Description of the task:
Whenever the word "TerrainCategory" turns up in a line below, that line should be copied.

Given information:
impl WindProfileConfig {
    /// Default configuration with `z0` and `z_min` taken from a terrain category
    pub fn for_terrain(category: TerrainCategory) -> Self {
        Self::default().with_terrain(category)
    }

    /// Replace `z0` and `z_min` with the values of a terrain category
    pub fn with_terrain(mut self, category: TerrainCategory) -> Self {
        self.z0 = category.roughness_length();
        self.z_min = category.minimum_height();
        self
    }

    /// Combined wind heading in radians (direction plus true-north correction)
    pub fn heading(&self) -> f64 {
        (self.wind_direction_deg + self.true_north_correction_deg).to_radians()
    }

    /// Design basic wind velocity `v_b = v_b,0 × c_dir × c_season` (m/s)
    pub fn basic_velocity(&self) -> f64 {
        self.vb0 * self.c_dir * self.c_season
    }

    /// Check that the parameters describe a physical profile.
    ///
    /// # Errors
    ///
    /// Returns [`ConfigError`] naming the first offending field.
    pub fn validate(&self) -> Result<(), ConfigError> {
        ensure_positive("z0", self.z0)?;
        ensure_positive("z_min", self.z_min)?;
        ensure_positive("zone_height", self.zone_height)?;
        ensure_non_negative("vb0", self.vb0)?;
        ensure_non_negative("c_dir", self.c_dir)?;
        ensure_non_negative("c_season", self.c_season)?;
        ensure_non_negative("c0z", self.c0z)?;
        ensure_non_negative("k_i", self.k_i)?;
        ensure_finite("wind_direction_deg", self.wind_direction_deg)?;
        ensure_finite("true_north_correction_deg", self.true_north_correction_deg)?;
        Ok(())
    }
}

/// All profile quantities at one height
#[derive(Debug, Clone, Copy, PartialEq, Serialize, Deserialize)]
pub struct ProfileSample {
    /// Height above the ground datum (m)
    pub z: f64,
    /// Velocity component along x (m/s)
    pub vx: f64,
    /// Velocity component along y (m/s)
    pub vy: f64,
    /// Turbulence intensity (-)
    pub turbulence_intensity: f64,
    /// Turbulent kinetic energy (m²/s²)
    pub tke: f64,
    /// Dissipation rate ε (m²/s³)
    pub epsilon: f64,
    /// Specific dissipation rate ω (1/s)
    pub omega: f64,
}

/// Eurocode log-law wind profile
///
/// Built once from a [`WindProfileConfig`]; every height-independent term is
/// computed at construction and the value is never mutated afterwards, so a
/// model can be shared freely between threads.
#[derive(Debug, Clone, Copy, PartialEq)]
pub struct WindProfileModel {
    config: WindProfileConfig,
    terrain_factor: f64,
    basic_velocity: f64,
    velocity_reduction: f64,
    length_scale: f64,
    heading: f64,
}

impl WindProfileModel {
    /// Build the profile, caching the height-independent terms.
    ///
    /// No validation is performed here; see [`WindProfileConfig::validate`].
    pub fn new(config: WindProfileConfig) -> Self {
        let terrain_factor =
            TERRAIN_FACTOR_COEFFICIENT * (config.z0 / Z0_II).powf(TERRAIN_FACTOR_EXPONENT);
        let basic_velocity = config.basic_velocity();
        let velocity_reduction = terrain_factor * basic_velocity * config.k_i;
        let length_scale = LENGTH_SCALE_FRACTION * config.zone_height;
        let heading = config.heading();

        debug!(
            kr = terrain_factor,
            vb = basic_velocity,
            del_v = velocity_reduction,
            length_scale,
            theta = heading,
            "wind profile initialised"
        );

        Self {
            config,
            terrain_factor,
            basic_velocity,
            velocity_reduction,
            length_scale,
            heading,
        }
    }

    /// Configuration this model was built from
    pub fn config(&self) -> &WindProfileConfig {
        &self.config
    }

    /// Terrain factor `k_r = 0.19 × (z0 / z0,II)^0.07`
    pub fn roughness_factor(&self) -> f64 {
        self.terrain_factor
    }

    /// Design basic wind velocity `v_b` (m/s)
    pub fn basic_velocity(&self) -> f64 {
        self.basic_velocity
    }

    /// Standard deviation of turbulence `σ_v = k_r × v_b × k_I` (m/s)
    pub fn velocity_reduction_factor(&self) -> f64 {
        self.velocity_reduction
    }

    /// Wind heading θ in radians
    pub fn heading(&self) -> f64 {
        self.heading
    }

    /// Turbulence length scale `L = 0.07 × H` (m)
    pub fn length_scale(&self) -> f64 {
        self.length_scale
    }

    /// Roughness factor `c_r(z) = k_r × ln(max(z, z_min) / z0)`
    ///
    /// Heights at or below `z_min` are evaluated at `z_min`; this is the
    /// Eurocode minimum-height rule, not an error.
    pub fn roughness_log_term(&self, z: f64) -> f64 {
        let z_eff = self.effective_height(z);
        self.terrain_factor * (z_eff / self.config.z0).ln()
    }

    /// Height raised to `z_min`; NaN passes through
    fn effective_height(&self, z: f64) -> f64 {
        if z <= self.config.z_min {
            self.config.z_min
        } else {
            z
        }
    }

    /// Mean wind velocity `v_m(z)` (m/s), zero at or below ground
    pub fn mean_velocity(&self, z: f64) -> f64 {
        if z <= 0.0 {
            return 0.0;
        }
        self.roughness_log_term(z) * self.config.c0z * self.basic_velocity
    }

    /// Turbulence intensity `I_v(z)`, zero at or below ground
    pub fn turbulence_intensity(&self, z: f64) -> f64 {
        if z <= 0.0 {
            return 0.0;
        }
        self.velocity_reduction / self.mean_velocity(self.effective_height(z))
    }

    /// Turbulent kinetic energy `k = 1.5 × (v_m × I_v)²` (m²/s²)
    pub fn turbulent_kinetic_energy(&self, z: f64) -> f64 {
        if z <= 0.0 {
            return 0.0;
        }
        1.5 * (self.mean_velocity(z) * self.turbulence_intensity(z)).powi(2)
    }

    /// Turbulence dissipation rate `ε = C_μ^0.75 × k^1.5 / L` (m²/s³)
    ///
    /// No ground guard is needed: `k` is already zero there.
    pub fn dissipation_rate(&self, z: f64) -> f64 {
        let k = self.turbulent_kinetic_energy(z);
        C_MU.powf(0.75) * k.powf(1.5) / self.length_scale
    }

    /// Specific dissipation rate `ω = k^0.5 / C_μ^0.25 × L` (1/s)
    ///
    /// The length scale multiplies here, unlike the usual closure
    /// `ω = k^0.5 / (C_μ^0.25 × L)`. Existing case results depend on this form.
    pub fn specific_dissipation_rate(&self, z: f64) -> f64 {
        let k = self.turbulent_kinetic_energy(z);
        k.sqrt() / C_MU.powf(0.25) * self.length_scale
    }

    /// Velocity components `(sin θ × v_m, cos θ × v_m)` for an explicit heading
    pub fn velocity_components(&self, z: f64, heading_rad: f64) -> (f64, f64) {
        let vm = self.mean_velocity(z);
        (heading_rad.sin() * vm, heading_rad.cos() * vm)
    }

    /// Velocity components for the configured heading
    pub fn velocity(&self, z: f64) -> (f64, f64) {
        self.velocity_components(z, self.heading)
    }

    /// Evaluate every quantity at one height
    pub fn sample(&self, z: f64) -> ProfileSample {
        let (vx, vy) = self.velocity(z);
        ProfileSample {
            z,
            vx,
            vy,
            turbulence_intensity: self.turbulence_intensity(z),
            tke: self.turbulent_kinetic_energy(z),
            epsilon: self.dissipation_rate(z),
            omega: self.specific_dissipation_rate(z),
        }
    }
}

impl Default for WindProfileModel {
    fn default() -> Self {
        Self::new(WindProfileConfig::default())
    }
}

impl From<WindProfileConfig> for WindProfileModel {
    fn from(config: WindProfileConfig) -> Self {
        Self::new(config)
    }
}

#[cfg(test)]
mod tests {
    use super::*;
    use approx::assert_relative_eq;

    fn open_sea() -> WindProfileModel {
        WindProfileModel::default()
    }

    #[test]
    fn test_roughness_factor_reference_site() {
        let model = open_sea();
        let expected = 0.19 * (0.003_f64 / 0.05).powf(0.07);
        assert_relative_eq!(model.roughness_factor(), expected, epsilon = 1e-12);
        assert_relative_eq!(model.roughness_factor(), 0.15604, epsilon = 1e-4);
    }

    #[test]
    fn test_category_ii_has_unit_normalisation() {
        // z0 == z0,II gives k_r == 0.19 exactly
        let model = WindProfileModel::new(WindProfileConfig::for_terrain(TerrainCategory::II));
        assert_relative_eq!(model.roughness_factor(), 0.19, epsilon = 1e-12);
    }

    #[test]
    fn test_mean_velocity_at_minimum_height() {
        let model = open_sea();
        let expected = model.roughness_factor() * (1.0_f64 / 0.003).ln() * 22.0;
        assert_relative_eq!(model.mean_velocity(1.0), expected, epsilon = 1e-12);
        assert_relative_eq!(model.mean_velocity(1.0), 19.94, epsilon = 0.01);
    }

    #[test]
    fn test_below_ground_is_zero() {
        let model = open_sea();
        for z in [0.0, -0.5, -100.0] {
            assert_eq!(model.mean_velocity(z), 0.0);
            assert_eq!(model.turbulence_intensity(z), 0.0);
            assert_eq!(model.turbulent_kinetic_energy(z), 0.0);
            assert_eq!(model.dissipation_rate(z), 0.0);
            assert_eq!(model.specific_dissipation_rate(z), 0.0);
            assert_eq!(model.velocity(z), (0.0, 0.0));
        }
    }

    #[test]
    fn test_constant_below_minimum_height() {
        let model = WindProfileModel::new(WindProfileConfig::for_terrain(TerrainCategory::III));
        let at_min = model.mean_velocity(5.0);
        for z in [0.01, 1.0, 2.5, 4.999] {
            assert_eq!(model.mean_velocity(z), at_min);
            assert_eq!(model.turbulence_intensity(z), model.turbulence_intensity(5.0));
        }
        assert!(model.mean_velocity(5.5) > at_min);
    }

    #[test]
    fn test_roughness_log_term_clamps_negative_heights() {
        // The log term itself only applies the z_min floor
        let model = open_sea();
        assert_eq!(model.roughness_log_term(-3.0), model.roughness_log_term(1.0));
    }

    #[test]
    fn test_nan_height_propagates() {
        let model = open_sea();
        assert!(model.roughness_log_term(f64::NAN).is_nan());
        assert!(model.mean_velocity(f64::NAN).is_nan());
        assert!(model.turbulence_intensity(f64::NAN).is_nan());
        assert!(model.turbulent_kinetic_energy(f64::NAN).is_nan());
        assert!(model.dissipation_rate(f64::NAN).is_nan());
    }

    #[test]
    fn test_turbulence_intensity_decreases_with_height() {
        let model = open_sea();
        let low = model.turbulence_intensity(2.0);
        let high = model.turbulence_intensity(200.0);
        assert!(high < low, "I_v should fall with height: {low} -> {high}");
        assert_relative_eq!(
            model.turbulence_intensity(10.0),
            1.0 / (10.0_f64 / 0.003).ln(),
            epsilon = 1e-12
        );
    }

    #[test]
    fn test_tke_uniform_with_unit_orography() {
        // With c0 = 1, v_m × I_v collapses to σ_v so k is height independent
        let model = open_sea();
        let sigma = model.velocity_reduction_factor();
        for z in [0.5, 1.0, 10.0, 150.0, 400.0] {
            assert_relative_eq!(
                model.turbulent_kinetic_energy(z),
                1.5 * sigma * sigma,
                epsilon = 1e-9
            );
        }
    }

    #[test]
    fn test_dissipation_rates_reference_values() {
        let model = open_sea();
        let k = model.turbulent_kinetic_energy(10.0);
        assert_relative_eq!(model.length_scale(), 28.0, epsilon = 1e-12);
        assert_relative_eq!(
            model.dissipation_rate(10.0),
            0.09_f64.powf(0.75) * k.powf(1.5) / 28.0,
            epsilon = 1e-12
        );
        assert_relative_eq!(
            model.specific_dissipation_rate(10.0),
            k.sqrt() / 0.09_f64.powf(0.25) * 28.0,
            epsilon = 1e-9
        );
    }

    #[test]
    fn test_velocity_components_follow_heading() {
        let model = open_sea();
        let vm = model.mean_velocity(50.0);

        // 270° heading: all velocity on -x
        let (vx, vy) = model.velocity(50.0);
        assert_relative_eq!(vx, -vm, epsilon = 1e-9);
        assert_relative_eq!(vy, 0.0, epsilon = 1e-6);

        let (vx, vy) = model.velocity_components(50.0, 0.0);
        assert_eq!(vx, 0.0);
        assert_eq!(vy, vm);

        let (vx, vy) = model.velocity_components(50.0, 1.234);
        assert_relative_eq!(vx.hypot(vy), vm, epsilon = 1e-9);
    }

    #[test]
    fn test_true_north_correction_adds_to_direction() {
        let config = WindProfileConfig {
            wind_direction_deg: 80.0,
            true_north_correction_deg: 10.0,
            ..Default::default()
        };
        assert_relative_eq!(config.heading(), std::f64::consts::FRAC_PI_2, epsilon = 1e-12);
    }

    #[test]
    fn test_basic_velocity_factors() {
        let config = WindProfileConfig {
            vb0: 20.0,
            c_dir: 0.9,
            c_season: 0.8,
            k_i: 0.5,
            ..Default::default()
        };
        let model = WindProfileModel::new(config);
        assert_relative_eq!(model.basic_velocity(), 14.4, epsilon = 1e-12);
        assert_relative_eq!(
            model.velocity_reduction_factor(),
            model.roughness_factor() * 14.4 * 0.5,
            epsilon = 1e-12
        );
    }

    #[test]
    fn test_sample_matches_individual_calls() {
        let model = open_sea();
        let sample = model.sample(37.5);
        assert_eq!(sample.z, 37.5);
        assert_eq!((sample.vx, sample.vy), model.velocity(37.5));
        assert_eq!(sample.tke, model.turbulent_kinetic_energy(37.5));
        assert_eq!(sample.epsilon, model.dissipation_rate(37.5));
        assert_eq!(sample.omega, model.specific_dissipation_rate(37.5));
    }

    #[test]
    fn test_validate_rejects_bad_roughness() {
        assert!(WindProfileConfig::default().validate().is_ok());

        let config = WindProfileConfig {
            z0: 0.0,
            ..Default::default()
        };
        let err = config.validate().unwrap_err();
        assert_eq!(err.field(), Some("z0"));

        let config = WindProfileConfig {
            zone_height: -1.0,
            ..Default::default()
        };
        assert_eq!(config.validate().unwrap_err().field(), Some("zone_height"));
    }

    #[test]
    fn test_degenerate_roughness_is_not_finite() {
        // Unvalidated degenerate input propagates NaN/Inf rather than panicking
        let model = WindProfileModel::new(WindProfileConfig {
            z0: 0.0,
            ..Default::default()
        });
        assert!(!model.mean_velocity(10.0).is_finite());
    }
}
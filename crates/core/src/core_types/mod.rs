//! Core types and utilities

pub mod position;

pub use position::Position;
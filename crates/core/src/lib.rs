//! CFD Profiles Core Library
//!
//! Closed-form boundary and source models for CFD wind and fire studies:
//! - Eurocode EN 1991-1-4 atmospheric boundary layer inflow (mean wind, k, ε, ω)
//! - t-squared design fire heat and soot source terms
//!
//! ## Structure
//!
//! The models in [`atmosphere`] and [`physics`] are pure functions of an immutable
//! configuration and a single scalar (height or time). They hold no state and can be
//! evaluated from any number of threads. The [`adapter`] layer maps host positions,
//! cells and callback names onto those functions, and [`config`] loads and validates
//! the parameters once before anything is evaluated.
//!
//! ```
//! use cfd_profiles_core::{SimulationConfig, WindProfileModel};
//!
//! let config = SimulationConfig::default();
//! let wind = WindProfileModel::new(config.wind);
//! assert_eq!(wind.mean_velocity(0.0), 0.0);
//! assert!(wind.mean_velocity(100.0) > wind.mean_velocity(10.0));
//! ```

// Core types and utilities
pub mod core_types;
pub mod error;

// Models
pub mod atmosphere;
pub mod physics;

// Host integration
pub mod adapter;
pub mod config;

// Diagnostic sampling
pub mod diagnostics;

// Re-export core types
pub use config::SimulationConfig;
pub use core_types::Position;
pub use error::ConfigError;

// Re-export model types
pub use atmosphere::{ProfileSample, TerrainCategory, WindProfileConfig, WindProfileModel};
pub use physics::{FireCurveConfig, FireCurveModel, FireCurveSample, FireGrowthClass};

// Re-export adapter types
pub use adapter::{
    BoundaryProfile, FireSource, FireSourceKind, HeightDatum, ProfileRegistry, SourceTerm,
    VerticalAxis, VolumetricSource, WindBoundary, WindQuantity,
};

Your response:
    pub fn for_terrain(category: TerrainCategory) -> Self {
    pub fn with_terrain(mut self, category: TerrainCategory) -> Self {
        let model = WindProfileModel::new(WindProfileConfig::for_terrain(TerrainCategory::II));
        let model = WindProfileModel::new(WindProfileConfig::for_terrain(TerrainCategory::III));
pub use atmosphere::{ProfileSample, TerrainCategory, WindProfileConfig, WindProfileModel};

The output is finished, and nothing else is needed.